The Grand Palais or Grand Palais de l'Exposition (Nhà Đấu xảo) was an exhibition and trade fair complex in Hanoi, Vietnam. It was built for the 1902 Hanoi Exhibition world trade fair, as the city became the capital of French Indochina. It was completely destroyed by American airstrikes in World War II.

==History==
Hanoi became the capital of French Indochina in 1902 replacing Saigon. Earlier activities to mark the change included a festival on 26 February 1902 attended by emperor Thành Thái and the governor general Paul Doumer and the opening of the Paul Doumer Bridge (now Long Biên Bridge). Paul Doumer also wanted to host a large-scaled world expo in Hanoi.
The building was designed by Adolphe Bussy and was completed in 1902 prior to the fair, which lasted between November 1902 and February 1903. The high construction cost of the exhibition palace and the long duration of the fair left Hanoi's budget in deficit for a decade.

After the fair, the complex became the Maurice Long Museum, the first and largest economics museum in French Indochina. It was named after the 1920s' Governor-General of Indochina.

When the Japanese took over Vietnam, they based their military and supply in the palace. Later, American air raids at the end of World War II completely destroyed the building. The only remnants of the palace are two big bronze lion statues, which are now placed in front of the Vietnam Central Circus building in the Reunification Park in Hai Bà Trưng District.

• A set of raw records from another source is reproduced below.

//! Single public entry point: orchestrates Parser → Transformer → Validator (XML) and
//! Builder → Transformer → Validator (YAML, and direct builder use), per §4.6. Holds
//! no mutable global state; a value is safely shareable only if its embedded
//! compilers are thread-safe (they are not assumed so — see §5).

use thiserror::Error;

use crate::builder::ProcessBuilder;
use crate::compile::{
    CompiledCondition, CompiledJsonPathQuery, FlagConditionCompiler, JsonConditionCompiler,
    JsonPathCompiler, JsonPathLibCompiler,
};
use crate::error::{CompileError, Diagnostic, ParseError, ValidationError};
use crate::ids::IdBytes;
use crate::model::WorkflowDefinition;
use crate::transform::transform_with;
use crate::validate::validate;
use crate::xml;
use crate::yaml;

/// Everything a `read_*` call can fail with: the source was malformed, or it parsed
/// but failed executable-subset validation. `validate()` itself never raises this —
/// it returns the diagnostic sequence directly.
#[derive(Debug, Error)]
pub enum FacadeError {
    #[error(transparent)]
    Parse(#[from] ParseError),
    #[error(transparent)]
    Validation(#[from] ValidationError),
}

/// Orchestrates the model's components with a chosen pair of external compilers.
/// `Facade::default()` uses the crate's shipped defaults (`JsonPathLibCompiler`,
/// `FlagConditionCompiler`); `Facade::with_compilers` lets a caller plug in their own
/// JSON-path/condition engines.
pub struct Facade {
    json_path_compiler: Box<dyn JsonPathCompiler>,
    condition_compiler: Box<dyn JsonConditionCompiler>,
}

impl Default for Facade {
    fn default() -> Self {
        Facade {
            json_path_compiler: Box::new(JsonPathLibCompiler),
            condition_compiler: Box::new(FlagConditionCompiler),
        }
    }
}

impl Facade {
    pub fn new() -> Self {
        Facade::default()
    }

    pub fn with_compilers(
        json_path_compiler: impl JsonPathCompiler + 'static,
        condition_compiler: impl JsonConditionCompiler + 'static,
    ) -> Self {
        Facade {
            json_path_compiler: Box::new(json_path_compiler),
            condition_compiler: Box::new(condition_compiler),
        }
    }

    /// Parses, transforms and validates a BPMN XML source. Fails with
    /// `FacadeError::Parse` on malformed XML and `FacadeError::Validation` when the
    /// resulting model carries at least one `ERROR` diagnostic.
    pub fn read_xml(&self, xml: &str) -> Result<WorkflowDefinition, FacadeError> {
        let mut definitions = xml::parse_bpmn(xml)?;
        transform_with(
            &mut definitions,
            self.json_path_compiler.as_ref(),
            self.condition_compiler.as_ref(),
        );
        self.validate_strict(definitions)
    }

    /// Parses a YAML workflow and finalizes it through the Builder, the same as a
    /// caller issuing the equivalent builder calls by hand would.
    pub fn read_yaml(&self, yaml_source: &str) -> Result<WorkflowDefinition, FacadeError> {
        let doc = yaml::parse_workflow_yaml(yaml_source)?;
        yaml::workflow_from_yaml_with(
            &doc,
            self.json_path_compiler.as_ref(),
            self.condition_compiler.as_ref(),
        )
        .map_err(FacadeError::Validation)
    }

    /// Starts a fluent build; `done()`/`done_with()` run the same transform+validate
    /// stage as the reader entry points.
    pub fn create_executable_workflow(&self, id: impl Into<IdBytes>) -> ProcessBuilder {
        crate::builder::create_executable_workflow(id)
    }

    /// Re-runs (or runs, if the model was never transformed) the Transformer and
    /// returns the diagnostic sequence without raising. Idempotent per §4.4.
    pub fn validate(&self, definitions: &mut WorkflowDefinition) -> Vec<Diagnostic> {
        transform_with(
            definitions,
            self.json_path_compiler.as_ref(),
            self.condition_compiler.as_ref(),
        );
        validate(definitions)
    }

    /// Serializes a model back to BPMN XML.
    pub fn write_xml(&self, definitions: &WorkflowDefinition) -> String {
        xml::write_bpmn(definitions)
    }

    fn validate_strict(&self, definitions: WorkflowDefinition) -> Result<WorkflowDefinition, FacadeError> {
        let diagnostics = validate(&definitions);
        if diagnostics
            .iter()
            .any(|d| d.severity == crate::error::Severity::Error)
        {
            Err(FacadeError::Validation(ValidationError::new(diagnostics)))
        } else {
            Ok(definitions)
        }
    }
}

/// A `Facade` that reports every JSON-path and condition expression as valid,
/// regardless of its text — a test double for exercising the rest of the pipeline in
/// isolation from the shipped default compilers (see §9 "provide test doubles for
/// both").
pub fn always_valid_facade() -> Facade {
    Facade::with_compilers(AlwaysValidJsonPath, AlwaysValidCondition)
}

struct AlwaysValidJsonPath;
impl JsonPathCompiler for AlwaysValidJsonPath {
    fn compile(&self, text: &[u8]) -> Result<CompiledJsonPathQuery, CompileError> {
        Ok(CompiledJsonPathQuery::Valid {
            source: IdBytes::new(text.to_vec()),
        })
    }
}

struct AlwaysValidCondition;
impl JsonConditionCompiler for AlwaysValidCondition {
    fn compile(&self, text: &[u8]) -> CompiledCondition {
        CompiledCondition::Valid {
            text: IdBytes::new(text.to_vec()),
        }
    }
}

#[cfg(test)]
mod tests {
    use super::*;

    const MINIMAL_XML: &str = r#"
        <bpmn:definitions xmlns:bpmn="http://www.omg.org/spec/BPMN/20100524/MODEL"
                          xmlns:zeebe="http://camunda.org/schema/zeebe/1.0">
          <bpmn:process id="p" isExecutable="true">
            <bpmn:startEvent id="start" />
            <bpmn:serviceTask id="task">
              <bpmn:extensionElements>
                <zeebe:taskDefinition type="t" />
              </bpmn:extensionElements>
            </bpmn:serviceTask>
            <bpmn:endEvent id="end" />
            <bpmn:sequenceFlow id="f1" sourceRef="start" targetRef="task" />
            <bpmn:sequenceFlow id="f2" sourceRef="task" targetRef="end" />
          </bpmn:process>
        </bpmn:definitions>
    "#;

    #[test]
    fn read_xml_accepts_a_valid_minimal_process() {
        let facade = Facade::new();
        let definitions = facade.read_xml(MINIMAL_XML).expect("valid model");
        assert_eq!(definitions.processes.len(), 1);
    }

    #[test]
    fn read_xml_reports_parse_errors_distinctly_from_validation_errors() {
        let facade = Facade::new();
        let err = facade.read_xml("<not-bpmn").unwrap_err();
        assert!(matches!(err, FacadeError::Parse(_)));
    }

    #[test]
    fn write_xml_round_trips_through_read_xml() {
        let facade = Facade::new();
        let definitions = facade.read_xml(MINIMAL_XML).expect("valid model");
        let xml = facade.write_xml(&definitions);
        let reparsed = facade.read_xml(&xml).expect("re-parsed model is still valid");
        assert_eq!(reparsed.processes[0].flow_elements.len(), 5);
    }

    #[test]
    fn read_yaml_builds_and_validates_through_the_same_facade_compilers() {
        let facade = Facade::new();
        let yaml = "name: wf\ntasks:\n  - type: t\n";
        let definitions = facade.read_yaml(yaml).expect("valid model");
        assert_eq!(definitions.processes[0].bpmn_process_id.as_str_lossy(), "wf");
    }

    #[test]
    fn create_executable_workflow_shares_the_facade_surface() {
        let facade = Facade::new();
        let result = facade
            .create_executable_workflow("p")
            .start_event(None)
            .service_task(None)
            .task_type("t")
            .end_event(None)
            .done();
        assert!(result.is_ok());
    }

    #[test]
    fn reading_a_model_emits_tracing_events_at_debug_level() {
        // Exercises the crate's `tracing` instrumentation end to end: installs a
        // test-scoped subscriber (ignored if one is already installed by another
        // test in this binary) and checks that a read actually produces output
        // through it, rather than silently going nowhere.
        use tracing_subscriber::fmt::format::FmtSpan;
        let _ = tracing_subscriber::fmt()
            .with_test_writer()
            .with_span_events(FmtSpan::NONE)
            .with_max_level(tracing::Level::DEBUG)
            .try_init();

        let facade = Facade::new();
        let definitions = facade.read_xml(MINIMAL_XML).expect("valid model");
        assert_eq!(definitions.processes.len(), 1);
    }

    #[test]
    fn validate_is_idempotent_across_repeated_calls() {
        let facade = Facade::new();
        let mut definitions = facade.read_xml(MINIMAL_XML).expect("valid model");
        let first = facade.validate(&mut definitions);
        let second = facade.validate(&mut definitions);
        assert_eq!(first, second);
    }

    #[test]
    fn always_valid_facade_accepts_a_json_path_the_default_compiler_would_reject() {
        let facade = always_valid_facade();
        let result = facade
            .create_executable_workflow("p")
            .start_event(None)
            .service_task(None)
            .task_type("t")
            .input("not a json path at all", "$")
            .end_event(None)
            .done_with(
                &AlwaysValidJsonPath,
                &AlwaysValidCondition,
            );
        assert!(result.is_ok(), "{:?}", result.err());
    }
}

The modern site of the palace now stands the Friendship Cultural Palace (Cung Văn hoá Hữu nghị), a concert venue in southern Hoàn Kiếm District. The concert hall was built by the Soviets.

==Location==
The site of the Grand Palais was on Boulevard Gambetta in the French Quarter south of Hoàn Kiếm lake near the Central Station. The modern site is on Trần Hưng Đạo street in Hoàn Kiếm District, a major avenue hosting several foreign embassies, state ministries and corporate headquarters. The French Embassy is located three blocks away from the site, on the same avenue.